----- Materials provided

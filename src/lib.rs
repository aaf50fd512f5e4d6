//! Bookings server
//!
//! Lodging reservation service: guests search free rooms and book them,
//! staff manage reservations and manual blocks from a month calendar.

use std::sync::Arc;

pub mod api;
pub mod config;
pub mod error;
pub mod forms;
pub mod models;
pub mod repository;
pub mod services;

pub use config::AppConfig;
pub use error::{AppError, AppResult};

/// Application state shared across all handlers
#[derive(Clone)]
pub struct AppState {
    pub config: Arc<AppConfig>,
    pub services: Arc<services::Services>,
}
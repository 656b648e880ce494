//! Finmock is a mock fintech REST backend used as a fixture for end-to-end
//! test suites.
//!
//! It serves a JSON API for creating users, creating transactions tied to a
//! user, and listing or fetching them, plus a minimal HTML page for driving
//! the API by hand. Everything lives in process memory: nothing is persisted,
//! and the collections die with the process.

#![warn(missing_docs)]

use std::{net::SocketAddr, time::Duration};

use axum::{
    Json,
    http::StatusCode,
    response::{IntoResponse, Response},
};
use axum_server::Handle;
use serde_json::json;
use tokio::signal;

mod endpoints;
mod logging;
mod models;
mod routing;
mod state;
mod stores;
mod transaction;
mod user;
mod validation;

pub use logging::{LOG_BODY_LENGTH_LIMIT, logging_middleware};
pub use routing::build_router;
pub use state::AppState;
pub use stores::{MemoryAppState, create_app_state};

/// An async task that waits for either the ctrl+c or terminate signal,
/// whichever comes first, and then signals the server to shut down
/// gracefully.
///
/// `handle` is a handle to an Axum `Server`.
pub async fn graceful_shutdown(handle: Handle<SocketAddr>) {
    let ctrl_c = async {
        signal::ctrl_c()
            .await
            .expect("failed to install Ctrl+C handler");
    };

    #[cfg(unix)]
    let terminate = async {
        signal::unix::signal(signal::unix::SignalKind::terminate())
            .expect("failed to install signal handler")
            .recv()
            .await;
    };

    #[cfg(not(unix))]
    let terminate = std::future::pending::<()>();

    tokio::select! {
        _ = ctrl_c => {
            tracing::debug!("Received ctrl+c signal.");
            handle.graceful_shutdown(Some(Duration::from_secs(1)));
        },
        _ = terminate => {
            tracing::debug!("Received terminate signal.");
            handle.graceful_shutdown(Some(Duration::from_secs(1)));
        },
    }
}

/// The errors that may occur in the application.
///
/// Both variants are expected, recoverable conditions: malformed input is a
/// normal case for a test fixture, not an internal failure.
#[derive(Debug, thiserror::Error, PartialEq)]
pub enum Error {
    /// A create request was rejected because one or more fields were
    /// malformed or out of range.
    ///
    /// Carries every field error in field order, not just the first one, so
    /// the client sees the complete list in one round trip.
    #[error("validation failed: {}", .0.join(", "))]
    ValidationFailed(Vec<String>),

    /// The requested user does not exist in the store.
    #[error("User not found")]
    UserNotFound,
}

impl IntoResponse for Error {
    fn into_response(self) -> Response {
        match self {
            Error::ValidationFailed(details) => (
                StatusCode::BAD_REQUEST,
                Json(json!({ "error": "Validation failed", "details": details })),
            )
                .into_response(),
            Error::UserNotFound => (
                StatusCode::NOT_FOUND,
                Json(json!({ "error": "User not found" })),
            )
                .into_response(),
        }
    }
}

----------
----- Materials provided

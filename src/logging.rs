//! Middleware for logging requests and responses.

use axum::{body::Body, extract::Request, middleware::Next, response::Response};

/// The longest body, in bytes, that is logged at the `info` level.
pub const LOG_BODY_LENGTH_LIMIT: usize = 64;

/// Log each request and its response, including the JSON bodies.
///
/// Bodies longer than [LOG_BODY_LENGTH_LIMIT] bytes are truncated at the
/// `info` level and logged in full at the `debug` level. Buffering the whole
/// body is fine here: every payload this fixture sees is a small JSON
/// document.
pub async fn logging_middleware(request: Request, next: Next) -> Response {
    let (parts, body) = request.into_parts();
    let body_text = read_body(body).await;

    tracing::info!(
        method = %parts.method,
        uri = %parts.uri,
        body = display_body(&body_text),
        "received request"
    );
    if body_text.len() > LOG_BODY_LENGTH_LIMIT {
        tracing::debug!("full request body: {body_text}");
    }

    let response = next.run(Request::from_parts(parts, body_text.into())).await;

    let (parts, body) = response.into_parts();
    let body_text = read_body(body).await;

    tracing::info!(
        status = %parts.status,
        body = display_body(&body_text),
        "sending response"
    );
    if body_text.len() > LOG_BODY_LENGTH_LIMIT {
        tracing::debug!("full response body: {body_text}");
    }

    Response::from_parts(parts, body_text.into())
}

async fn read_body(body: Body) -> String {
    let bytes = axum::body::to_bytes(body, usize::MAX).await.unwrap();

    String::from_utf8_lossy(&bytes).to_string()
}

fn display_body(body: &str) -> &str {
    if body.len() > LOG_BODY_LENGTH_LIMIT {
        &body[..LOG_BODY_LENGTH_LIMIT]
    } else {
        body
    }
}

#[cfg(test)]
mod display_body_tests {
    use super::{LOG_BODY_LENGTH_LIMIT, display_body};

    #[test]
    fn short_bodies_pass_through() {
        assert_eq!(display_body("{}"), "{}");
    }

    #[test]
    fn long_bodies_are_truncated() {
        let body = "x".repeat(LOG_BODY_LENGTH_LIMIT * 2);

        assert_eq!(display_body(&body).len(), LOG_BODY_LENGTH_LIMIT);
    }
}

----------
----- Materials provided

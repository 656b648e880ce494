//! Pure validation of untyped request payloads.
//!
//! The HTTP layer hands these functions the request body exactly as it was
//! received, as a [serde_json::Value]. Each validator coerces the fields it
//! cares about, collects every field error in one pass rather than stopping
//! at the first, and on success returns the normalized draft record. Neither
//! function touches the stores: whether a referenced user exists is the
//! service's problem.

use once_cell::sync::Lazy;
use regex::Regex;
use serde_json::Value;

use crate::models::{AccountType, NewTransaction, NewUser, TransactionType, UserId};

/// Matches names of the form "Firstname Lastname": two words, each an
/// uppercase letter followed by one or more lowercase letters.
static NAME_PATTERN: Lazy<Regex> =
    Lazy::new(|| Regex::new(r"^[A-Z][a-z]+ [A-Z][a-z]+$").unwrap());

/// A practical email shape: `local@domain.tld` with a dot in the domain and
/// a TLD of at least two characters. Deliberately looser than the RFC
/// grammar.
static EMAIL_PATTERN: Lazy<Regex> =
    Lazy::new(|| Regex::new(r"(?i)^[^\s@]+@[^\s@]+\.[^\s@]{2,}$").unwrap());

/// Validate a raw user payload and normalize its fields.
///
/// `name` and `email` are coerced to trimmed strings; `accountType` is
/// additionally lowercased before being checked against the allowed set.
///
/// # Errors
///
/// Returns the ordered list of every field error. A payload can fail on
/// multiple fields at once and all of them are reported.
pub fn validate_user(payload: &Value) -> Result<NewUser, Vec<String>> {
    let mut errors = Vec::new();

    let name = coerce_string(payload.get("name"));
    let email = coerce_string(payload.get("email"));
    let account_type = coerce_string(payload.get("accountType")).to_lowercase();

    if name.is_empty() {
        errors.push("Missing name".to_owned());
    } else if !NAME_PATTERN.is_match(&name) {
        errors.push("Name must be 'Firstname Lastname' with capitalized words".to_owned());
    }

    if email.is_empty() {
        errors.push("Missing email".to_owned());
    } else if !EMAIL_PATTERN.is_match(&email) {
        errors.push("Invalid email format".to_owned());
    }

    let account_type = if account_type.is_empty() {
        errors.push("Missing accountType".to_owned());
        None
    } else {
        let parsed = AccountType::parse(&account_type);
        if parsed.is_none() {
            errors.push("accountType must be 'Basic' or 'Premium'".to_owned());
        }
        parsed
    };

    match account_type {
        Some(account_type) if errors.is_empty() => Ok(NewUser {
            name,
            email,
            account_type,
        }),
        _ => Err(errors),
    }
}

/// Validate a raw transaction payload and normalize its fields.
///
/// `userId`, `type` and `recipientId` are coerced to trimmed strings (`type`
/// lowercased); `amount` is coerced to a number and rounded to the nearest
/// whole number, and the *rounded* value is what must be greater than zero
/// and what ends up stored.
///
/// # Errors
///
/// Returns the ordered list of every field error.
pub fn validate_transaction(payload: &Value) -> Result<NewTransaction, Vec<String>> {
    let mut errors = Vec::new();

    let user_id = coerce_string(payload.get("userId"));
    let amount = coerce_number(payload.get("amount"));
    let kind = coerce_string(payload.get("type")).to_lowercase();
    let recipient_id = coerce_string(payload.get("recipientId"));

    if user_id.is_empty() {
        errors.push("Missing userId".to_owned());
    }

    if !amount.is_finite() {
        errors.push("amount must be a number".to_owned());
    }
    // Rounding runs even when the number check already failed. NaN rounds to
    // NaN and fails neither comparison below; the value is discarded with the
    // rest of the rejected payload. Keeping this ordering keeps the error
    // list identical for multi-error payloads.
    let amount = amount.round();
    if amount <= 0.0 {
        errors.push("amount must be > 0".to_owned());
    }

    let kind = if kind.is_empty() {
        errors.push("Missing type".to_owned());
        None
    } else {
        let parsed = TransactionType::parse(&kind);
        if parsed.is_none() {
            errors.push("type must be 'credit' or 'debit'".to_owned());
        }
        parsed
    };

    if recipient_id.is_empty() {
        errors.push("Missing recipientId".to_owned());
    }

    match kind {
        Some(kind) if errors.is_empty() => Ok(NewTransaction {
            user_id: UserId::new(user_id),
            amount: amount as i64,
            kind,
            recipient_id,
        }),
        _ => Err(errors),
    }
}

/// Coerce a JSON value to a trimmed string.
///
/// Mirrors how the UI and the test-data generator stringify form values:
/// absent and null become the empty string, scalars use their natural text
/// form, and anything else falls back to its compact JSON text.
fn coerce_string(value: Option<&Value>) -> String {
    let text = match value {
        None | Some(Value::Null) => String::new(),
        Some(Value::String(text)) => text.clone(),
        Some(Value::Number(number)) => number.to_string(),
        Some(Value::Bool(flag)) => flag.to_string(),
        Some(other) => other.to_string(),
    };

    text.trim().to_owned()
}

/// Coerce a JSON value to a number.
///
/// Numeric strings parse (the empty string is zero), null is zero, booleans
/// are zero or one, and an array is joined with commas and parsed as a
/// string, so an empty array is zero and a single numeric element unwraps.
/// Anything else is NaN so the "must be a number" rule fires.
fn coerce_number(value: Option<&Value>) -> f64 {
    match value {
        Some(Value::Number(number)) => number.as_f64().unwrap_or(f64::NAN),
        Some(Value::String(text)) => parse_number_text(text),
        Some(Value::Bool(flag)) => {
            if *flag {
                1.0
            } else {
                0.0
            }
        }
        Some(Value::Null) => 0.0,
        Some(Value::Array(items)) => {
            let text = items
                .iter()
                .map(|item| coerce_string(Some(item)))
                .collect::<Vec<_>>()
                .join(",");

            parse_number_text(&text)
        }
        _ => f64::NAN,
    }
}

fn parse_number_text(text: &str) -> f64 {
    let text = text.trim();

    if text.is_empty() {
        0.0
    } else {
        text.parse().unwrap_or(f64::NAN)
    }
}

----------

■ **Exercise brief**
Go through the records and report each line that contains "trimmed".

■ **Final answer**
/// `name` and `email` are coerced to trimmed strings; `accountType` is
/// `userId`, `type` and `recipientId` are coerced to trimmed strings (`type`
/// Coerce a JSON value to a trimmed string.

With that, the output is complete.